BEGIN

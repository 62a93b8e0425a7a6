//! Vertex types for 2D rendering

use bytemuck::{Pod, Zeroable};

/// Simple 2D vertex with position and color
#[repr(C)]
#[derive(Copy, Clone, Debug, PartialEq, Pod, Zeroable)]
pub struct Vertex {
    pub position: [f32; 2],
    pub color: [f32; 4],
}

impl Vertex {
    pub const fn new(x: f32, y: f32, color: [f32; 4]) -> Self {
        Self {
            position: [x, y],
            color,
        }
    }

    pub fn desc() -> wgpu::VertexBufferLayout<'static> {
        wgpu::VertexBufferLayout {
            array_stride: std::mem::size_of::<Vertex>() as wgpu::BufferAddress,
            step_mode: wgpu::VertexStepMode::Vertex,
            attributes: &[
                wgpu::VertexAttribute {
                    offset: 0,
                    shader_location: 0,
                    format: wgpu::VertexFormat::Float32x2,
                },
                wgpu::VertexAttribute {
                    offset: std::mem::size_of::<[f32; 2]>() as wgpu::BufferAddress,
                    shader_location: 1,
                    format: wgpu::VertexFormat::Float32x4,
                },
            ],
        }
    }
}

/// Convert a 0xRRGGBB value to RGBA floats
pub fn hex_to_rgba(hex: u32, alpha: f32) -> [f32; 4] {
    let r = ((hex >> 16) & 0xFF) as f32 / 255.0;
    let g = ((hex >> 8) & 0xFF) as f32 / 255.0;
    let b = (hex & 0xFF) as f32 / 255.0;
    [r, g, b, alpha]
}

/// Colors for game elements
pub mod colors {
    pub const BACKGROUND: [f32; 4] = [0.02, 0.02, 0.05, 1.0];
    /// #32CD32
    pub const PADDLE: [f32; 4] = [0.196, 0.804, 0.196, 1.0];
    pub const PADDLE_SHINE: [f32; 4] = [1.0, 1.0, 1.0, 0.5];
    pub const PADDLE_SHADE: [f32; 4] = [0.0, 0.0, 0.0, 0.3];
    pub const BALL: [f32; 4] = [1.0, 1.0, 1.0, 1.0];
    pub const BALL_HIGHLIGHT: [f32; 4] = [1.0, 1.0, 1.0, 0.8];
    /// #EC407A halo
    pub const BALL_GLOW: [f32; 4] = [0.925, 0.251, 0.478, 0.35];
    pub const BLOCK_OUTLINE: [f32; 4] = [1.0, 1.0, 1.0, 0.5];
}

END
BEGIN

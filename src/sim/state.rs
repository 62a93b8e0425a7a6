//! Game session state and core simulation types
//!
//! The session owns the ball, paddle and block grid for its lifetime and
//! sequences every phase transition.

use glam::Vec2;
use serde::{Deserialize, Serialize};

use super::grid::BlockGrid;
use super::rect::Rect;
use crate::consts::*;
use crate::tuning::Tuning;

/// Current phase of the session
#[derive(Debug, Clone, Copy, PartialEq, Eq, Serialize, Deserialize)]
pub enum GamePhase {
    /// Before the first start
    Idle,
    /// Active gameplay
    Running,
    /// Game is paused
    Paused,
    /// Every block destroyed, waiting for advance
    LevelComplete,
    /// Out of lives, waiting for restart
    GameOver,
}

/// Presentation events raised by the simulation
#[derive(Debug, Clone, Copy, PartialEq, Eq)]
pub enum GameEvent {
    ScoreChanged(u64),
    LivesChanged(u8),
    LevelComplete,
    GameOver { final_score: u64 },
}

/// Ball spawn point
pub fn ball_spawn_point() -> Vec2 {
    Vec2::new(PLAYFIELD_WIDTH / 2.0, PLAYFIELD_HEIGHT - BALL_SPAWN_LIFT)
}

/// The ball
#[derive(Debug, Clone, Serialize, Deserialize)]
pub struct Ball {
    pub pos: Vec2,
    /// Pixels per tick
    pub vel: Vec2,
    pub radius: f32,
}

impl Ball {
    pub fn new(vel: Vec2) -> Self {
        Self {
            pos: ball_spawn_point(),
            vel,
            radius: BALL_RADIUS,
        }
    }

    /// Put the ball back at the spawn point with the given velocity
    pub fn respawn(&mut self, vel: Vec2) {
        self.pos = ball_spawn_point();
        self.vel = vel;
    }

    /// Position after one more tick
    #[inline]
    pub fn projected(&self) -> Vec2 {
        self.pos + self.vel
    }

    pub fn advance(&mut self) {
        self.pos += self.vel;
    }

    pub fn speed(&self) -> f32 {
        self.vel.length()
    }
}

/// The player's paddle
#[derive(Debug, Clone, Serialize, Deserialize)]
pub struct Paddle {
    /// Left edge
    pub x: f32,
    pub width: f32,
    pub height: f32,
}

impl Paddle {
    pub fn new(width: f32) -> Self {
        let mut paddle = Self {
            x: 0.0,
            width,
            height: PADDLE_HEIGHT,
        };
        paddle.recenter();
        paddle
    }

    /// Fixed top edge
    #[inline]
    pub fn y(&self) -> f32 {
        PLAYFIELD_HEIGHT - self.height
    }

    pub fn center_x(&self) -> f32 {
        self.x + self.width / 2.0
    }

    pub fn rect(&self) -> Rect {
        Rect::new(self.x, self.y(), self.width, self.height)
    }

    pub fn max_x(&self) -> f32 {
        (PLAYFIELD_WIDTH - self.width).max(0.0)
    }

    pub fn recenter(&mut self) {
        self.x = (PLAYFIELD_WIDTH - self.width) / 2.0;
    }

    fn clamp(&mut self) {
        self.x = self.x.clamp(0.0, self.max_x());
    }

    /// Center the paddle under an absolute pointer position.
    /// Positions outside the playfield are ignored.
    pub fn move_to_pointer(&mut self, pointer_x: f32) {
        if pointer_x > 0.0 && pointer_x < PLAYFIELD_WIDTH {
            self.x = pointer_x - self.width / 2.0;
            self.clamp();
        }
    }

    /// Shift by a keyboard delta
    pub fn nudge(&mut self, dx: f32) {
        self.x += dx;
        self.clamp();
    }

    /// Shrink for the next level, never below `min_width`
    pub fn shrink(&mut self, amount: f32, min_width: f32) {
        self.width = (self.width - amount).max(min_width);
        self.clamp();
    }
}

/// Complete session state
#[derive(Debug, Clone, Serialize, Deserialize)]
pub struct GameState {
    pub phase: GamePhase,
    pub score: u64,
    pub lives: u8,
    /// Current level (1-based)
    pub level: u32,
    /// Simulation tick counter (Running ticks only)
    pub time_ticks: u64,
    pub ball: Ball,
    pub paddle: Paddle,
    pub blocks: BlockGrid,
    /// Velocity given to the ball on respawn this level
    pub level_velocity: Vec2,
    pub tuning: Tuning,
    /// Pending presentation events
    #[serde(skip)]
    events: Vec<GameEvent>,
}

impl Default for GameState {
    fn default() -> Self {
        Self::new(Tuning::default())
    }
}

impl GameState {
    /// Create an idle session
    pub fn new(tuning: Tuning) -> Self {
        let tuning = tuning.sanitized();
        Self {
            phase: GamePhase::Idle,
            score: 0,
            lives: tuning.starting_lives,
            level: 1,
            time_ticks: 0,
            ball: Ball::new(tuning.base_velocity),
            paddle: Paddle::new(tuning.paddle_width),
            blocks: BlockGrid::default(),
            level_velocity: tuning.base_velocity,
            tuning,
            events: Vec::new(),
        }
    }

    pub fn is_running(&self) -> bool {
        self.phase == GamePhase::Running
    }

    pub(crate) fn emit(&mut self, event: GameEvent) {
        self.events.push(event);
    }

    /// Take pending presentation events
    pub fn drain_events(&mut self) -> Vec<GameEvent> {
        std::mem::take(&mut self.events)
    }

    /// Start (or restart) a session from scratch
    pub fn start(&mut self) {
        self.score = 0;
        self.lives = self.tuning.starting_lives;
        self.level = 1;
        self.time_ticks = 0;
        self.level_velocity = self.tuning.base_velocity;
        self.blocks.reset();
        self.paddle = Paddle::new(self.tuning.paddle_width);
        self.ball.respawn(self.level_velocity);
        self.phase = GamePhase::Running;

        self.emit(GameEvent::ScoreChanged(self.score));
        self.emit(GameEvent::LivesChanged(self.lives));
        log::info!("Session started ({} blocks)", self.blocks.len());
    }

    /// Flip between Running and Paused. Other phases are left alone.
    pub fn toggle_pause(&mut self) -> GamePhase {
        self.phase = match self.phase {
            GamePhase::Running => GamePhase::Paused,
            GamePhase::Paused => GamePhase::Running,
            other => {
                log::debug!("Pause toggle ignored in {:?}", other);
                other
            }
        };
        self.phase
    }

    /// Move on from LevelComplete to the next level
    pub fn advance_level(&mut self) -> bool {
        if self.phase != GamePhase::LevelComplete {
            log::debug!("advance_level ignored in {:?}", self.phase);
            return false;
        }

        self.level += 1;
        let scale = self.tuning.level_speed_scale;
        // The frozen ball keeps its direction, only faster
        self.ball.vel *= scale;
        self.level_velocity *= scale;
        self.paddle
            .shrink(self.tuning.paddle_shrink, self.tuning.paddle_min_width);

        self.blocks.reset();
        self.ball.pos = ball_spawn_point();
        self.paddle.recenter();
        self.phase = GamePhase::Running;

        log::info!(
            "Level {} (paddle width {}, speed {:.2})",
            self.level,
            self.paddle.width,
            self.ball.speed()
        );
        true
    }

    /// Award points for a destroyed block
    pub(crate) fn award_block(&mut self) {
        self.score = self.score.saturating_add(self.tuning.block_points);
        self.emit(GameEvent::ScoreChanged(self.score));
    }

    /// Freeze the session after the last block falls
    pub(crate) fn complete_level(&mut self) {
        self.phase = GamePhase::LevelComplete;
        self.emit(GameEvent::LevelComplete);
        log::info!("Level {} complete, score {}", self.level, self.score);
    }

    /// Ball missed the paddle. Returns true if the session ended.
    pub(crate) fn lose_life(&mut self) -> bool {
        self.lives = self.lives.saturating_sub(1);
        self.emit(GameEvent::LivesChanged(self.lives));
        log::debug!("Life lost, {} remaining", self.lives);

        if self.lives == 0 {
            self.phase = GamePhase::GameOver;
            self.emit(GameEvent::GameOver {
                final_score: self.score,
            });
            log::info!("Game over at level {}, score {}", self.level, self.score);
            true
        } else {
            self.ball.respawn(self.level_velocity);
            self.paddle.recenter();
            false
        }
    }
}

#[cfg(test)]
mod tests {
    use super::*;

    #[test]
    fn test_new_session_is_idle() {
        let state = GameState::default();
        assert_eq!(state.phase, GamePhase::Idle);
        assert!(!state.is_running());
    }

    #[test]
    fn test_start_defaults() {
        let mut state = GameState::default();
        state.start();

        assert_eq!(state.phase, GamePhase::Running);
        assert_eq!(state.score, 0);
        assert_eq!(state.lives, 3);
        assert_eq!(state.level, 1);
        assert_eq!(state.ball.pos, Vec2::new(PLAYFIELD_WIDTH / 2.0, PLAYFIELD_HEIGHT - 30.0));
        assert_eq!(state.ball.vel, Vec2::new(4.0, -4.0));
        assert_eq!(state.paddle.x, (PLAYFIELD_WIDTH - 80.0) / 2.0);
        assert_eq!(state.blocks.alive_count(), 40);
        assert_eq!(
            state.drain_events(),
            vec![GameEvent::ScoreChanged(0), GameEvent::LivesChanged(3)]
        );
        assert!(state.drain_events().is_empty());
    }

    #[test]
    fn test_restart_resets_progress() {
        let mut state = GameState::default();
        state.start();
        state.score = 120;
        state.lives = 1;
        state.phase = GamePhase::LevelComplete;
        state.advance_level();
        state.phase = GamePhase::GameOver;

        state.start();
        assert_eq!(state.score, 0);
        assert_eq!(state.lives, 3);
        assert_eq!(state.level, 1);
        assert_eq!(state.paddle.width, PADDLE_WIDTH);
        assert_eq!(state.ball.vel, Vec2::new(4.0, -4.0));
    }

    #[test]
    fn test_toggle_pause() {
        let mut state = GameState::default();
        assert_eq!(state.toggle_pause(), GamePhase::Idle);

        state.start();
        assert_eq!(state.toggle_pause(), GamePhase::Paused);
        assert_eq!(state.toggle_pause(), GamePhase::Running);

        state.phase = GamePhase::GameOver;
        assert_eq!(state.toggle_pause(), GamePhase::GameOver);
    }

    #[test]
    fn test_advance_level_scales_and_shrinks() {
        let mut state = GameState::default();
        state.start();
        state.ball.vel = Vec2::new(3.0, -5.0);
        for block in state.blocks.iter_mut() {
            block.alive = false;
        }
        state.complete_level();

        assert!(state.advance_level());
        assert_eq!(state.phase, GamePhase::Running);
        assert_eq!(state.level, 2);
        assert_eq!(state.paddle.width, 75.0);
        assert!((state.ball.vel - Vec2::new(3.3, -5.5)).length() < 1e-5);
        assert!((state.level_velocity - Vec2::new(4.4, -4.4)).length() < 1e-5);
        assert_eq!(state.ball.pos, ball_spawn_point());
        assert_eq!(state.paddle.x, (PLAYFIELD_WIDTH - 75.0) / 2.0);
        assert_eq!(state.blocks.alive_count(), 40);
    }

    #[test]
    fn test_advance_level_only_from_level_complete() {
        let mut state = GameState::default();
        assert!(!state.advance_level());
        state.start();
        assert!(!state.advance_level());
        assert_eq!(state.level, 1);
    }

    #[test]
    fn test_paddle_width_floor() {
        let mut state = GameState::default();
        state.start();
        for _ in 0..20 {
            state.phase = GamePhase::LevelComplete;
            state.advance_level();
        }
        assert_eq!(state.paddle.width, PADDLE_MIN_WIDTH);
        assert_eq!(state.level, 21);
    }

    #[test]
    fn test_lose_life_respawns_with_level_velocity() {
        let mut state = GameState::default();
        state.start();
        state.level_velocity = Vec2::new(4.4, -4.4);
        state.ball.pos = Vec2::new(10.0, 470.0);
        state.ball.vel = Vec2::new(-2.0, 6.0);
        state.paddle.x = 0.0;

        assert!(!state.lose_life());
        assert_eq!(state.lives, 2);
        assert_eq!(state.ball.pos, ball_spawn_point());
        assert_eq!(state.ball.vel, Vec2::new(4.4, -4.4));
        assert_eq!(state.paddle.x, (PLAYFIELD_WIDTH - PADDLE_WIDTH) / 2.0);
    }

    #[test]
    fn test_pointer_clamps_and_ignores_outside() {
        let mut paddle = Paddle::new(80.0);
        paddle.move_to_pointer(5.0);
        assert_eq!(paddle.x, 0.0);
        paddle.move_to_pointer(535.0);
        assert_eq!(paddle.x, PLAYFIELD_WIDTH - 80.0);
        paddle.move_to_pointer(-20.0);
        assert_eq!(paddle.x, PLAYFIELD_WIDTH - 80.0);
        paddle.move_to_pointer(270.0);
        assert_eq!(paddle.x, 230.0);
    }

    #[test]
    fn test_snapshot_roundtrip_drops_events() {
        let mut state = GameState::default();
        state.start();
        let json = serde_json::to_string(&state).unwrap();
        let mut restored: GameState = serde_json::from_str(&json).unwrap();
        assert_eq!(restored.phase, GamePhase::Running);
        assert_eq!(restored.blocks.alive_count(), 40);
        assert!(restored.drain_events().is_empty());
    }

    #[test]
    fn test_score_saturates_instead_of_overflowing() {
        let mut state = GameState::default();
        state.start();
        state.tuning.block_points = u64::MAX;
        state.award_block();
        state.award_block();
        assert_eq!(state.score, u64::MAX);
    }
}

END

### Assigned task:
Lines above with the string "unwrap" need to be found and copied.

### Solution:
        let json = serde_json::to_string(&state).unwrap();
        let mut restored: GameState = serde_json::from_str(&json).unwrap();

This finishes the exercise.